» **Directions for this task**
A copy is needed of each line in the records that has the word "next".

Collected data
· · · · ·
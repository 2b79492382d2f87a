//! Page generation command
//!
//! For every publish target, in catalog order:
//! 1. build the download table (primary + related listings)
//! 2. resolve release notes and inline the Markdown ones
//! 3. render the page into a fresh scratch directory
//! 4. sync that directory to `<artifact>/<major>/<version>/` in the release bucket
//!
//! The scratch directory is dropped before the next artifact starts. Once
//! every page is out, the dependency snapshot is recorded per artifact.

use crate::core::context::RunContext;
use crate::core::error::{PageResult, ResultExt};
use crate::downloads::{DownloadTable, FileRules};
use crate::page::{PageContext, PageTemplate, write_page};
use crate::release::{inline_notes, publish_snapshot, resolve_notes};
use crate::remote::{DocumentFetcher, RecordTable};
use crate::storage::ObjectStore;
use crate::ui::ArtifactProgress;
use crate::utils::now_display;
use crate::workspace::{load_snapshot, publish_targets};
use std::path::PathBuf;
use tempfile::TempDir;

/// External collaborators of a run
pub struct Services<'a> {
  pub store: &'a dyn ObjectStore,
  pub fetcher: &'a dyn DocumentFetcher,
  pub table: &'a dyn RecordTable,
}

/// How a run publishes its output
#[derive(Debug, Clone, Default)]
pub struct GenerateOptions {
  /// Render into `out_dir` and skip sync and record writes
  pub dry_run: bool,
  /// Kept output directory for dry runs (default: `<root>/release-pages`)
  pub out_dir: Option<PathBuf>,
  pub progress: bool,
}

/// One page produced by a run
#[derive(Debug, Clone)]
pub struct GeneratedPage {
  pub artifact: String,
  /// `<artifact>/<major>/<version>/`
  pub prefix: String,
  pub downloads: usize,
  pub has_notes: bool,
  /// Location of the rendered page when it was kept (dry run)
  pub kept_at: Option<PathBuf>,
}

/// Result of a run
#[derive(Debug, Clone, Default)]
pub struct GenerateSummary {
  pub version: String,
  pub pages: Vec<GeneratedPage>,
  /// Records submitted to the tracking table
  pub records: usize,
}

/// Run the page generation pipeline
pub fn run_generate(ctx: &RunContext, services: &Services<'_>, options: &GenerateOptions) -> PageResult<GenerateSummary> {
  let targets = publish_targets(&ctx.root, &ctx.config)?;
  let template = PageTemplate::load(&ctx.root, &ctx.config)?;
  let related: Vec<String> = ctx
    .config
    .related_artifacts
    .iter()
    .map(|name| ctx.config.short_name(name).to_string())
    .collect();

  tracing::info!(version = %ctx.version, artifacts = targets.len(), dry_run = options.dry_run, "generating release pages");

  let keep_root = options
    .out_dir
    .clone()
    .unwrap_or_else(|| ctx.root.join("release-pages"));

  let mut progress = options
    .progress
    .then(|| ArtifactProgress::new(targets.len(), "Publishing release pages"));

  let mut pages = Vec::with_capacity(targets.len());
  for artifact in &targets {
    let page = assemble(ctx, services, artifact, &related);
    let prefix = format!("{}/{}/", artifact, ctx.artifact_path());
    let html = template.render(&page)?;

    let kept_at = if options.dry_run {
      let dir = keep_root.join(artifact).join(ctx.artifact_path());
      Some(write_page(&dir, &html)?)
    } else {
      let scratch = TempDir::new().context("Failed to create scratch directory")?;
      write_page(scratch.path(), &html)?;
      services
        .store
        .sync(scratch.path(), &ctx.inputs.bucket_release, &prefix)?;
      None
    };

    tracing::info!(artifact = %artifact, prefix = %prefix, downloads = page.table_item.len(), "page published");
    pages.push(GeneratedPage {
      artifact: artifact.clone(),
      prefix,
      downloads: page.table_item.len(),
      has_notes: page.has_notes,
      kept_at,
    });

    if let Some(bar) = progress.as_mut() {
      bar.inc();
    }
  }

  let records = if options.dry_run {
    tracing::info!("dry run, skipping dependency snapshot");
    0
  } else {
    let snapshot = load_snapshot(&ctx.root, &ctx.config);
    publish_snapshot(ctx, services.table, snapshot.as_ref(), &targets)?
  };

  Ok(GenerateSummary {
    version: ctx.version.clone(),
    pages,
    records,
  })
}

/// Gather everything the page of one artifact shows
fn assemble(ctx: &RunContext, services: &Services<'_>, artifact: &str, related: &[String]) -> PageContext {
  let version_path = ctx.artifact_path();
  let table = DownloadTable::new(
    services.store,
    &ctx.inputs.bucket_prebuilt,
    &version_path,
    &ctx.config.download_base_url,
    FileRules::from_config(&ctx.config),
  );
  let table_item = table.build(artifact, related);

  let prefix = format!("{}/{}/", artifact, version_path);
  let release_notes = resolve_notes(
    services.store,
    &ctx.inputs.bucket_release,
    &prefix,
    &ctx.config.release_base_url,
  );
  let notes = inline_notes(services.fetcher, &release_notes);

  PageContext {
    artifact_name: artifact.to_string(),
    version: ctx.version.clone(),
    has_notes: release_notes.md_url.is_some(),
    home_url: ctx.config.release_base_url.clone(),
    table_item,
    note_links: release_notes.links(),
    release_notes,
    created: now_display(),
    notes,
  }
}

/// Print the run summary to stdout
pub fn print_summary(summary: &GenerateSummary, dry_run: bool) {
  println!("📦 Release pages for {}", summary.version);
  for page in &summary.pages {
    let notes = if page.has_notes { ", notes" } else { "" };
    match &page.kept_at {
      Some(path) => println!("  {} ({} downloads{}) → {}", page.prefix, page.downloads, notes, path.display()),
      None => println!("  {} ({} downloads{})", page.prefix, page.downloads, notes),
    }
  }
  if dry_run {
    println!("🔍 Dry-run mode (nothing synced, no records written)");
  } else {
    println!("✅ Published {} page(s), {} record(s)", summary.pages.len(), summary.records);
  }
}
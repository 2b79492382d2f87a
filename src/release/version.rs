//! Version token helpers
//!
//! The version comes from the release pull-request title and shapes every
//! published path: `<major>/<version>/`.

use crate::core::error::{ConfigError, PageError, PageResult};

/// Take the second whitespace-delimited field of a pull-request title
///
/// `"Release v1.2.3 notes"` → `"v1.2.3"`
pub fn extract_version(title: &str) -> PageResult<String> {
  title
    .split_whitespace()
    .nth(1)
    .map(str::to_string)
    .ok_or_else(|| {
      PageError::Config(ConfigError::NoVersion {
        title: title.to_string(),
      })
    })
}

/// Major version segment without the leading `v`
///
/// Uses semver when the token parses; otherwise the text before the first dot.
pub fn major_segment(version: &str) -> String {
  let bare = version.strip_prefix('v').unwrap_or(version);
  match semver::Version::parse(bare) {
    Ok(parsed) => parsed.major.to_string(),
    Err(_) => bare.split('.').next().unwrap_or(bare).to_string(),
  }
}

/// `<major>/<version>` path segment, without trailing slash
pub fn artifact_path(version: &str) -> String {
  format!("{}/{}", major_segment(version), version)
}

/// Version as recorded in the tracking table (leading `v` stripped)
pub fn record_version(version: &str) -> &str {
  version.strip_prefix('v').unwrap_or(version)
}
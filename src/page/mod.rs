//! Release page rendering
//!
//! Pages are Mustache templates rendered against a [`PageContext`]. A
//! template bundled with the binary is used unless the config names one.

use crate::core::config::PageConfig;
use crate::core::error::{PageResult, ResultExt};
use crate::downloads::DownloadEntry;
use crate::release::ReleaseNoteSet;
use crate::release::notes::NoteLink;
use serde::Serialize;
use std::path::{Path, PathBuf};

/// Bundled release page template
pub const DEFAULT_TEMPLATE: &str = include_str!("../../templates/release-detail.html");

/// File name of the rendered page inside the output directory
pub const PAGE_FILE: &str = "index.html";

/// Render-time data of one artifact's page
#[derive(Debug, Clone, Serialize)]
#[serde(rename_all = "camelCase")]
pub struct PageContext {
  pub artifact_name: String,
  pub version: String,
  /// Markdown notes exist (and are inlined in `notes`)
  pub has_notes: bool,
  pub home_url: String,
  pub table_item: Vec<DownloadEntry>,
  /// Serialized as top-level `mdUrl`, `pdfUrl`, `htmlUrl` and `rstUrl`
  #[serde(flatten)]
  pub release_notes: ReleaseNoteSet,
  /// `release_notes` as an ordered link list for the template
  pub note_links: Vec<NoteLink>,
  /// Display timestamp of the render
  pub created: String,
  /// Inline HTML of the Markdown notes
  pub notes: String,
}

/// A compiled page template
pub struct PageTemplate {
  template: mustache::Template,
}

impl PageTemplate {
  /// Compile template source
  pub fn compile(source: &str) -> PageResult<Self> {
    let template = mustache::compile_str(source)?;
    Ok(Self { template })
  }

  /// Load the configured template, or the bundled one
  pub fn load(root: &Path, config: &PageConfig) -> PageResult<Self> {
    match &config.template {
      Some(rel) => {
        let path = root.join(rel);
        let source = std::fs::read_to_string(&path)
          .with_context(|| format!("Failed to read page template {}", path.display()))?;
        Self::compile(&source).with_context(|| format!("Failed to compile page template {}", path.display()))
      }
      None => Self::compile(DEFAULT_TEMPLATE),
    }
  }

  pub fn render(&self, context: &PageContext) -> PageResult<String> {
    let mut out = Vec::new();
    self.template.render(&mut out, context)?;
    Ok(String::from_utf8(out)?)
  }
}

/// Write a rendered page into `dir`, creating it if needed
pub fn write_page(dir: &Path, html: &str) -> PageResult<PathBuf> {
  std::fs::create_dir_all(dir).with_context(|| format!("Failed to create {}", dir.display()))?;
  let path = dir.join(PAGE_FILE);
  std::fs::write(&path, html).with_context(|| format!("Failed to write {}", path.display()))?;
  Ok(path)
}
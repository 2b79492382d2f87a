use super::DocumentFetcher;
use crate::core::error::{PageError, PageResult};
use std::time::Duration;

/// Connection timeout for document fetches (10 seconds).
const CONNECT_TIMEOUT_MS: u64 = 10_000;

/// Request timeout for document fetches (60 seconds).
const REQUEST_TIMEOUT_MS: u64 = 60_000;

/// Blocking HTTP client for release-note documents
pub struct HttpFetcher {
  agent: ureq::Agent,
}

impl HttpFetcher {
  pub fn new() -> Self {
    let agent = ureq::AgentBuilder::new()
      .timeout_connect(Duration::from_millis(CONNECT_TIMEOUT_MS))
      .timeout(Duration::from_millis(REQUEST_TIMEOUT_MS))
      .build();
    Self { agent }
  }
}

impl Default for HttpFetcher {
  fn default() -> Self {
    Self::new()
  }
}

impl DocumentFetcher for HttpFetcher {
  fn fetch_text(&self, url: &str) -> PageResult<String> {
    tracing::debug!(url, "fetching document");
    let response = self.agent.get(url).call().map_err(|e| http_error(url, e))?;
    response.into_string().map_err(|e| PageError::Http {
      url: url.to_string(),
      reason: format!("failed to read body: {}", e),
    })
  }
}

/// Convert ureq error to PageError
pub(crate) fn http_error(url: &str, error: ureq::Error) -> PageError {
  let reason = match error {
    ureq::Error::Status(status, response) => {
      let body = response.into_string().unwrap_or_default();
      if body.trim().is_empty() {
        format!("status {}", status)
      } else {
        format!("status {}: {}", status, body.trim())
      }
    }
    ureq::Error::Transport(transport) => match transport.kind() {
      ureq::ErrorKind::Dns => "DNS resolution failed".to_string(),
      ureq::ErrorKind::ConnectionFailed => "connection failed".to_string(),
      _ => transport.to_string(),
    },
  };
  PageError::Http {
    url: url.to_string(),
    reason,
  }
}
· · · · ·
» **The completed task**
//! The scratch directory is dropped before the next artifact starts. Once
    Err(_) => bare.split('.').next().unwrap_or(bare).to_string(),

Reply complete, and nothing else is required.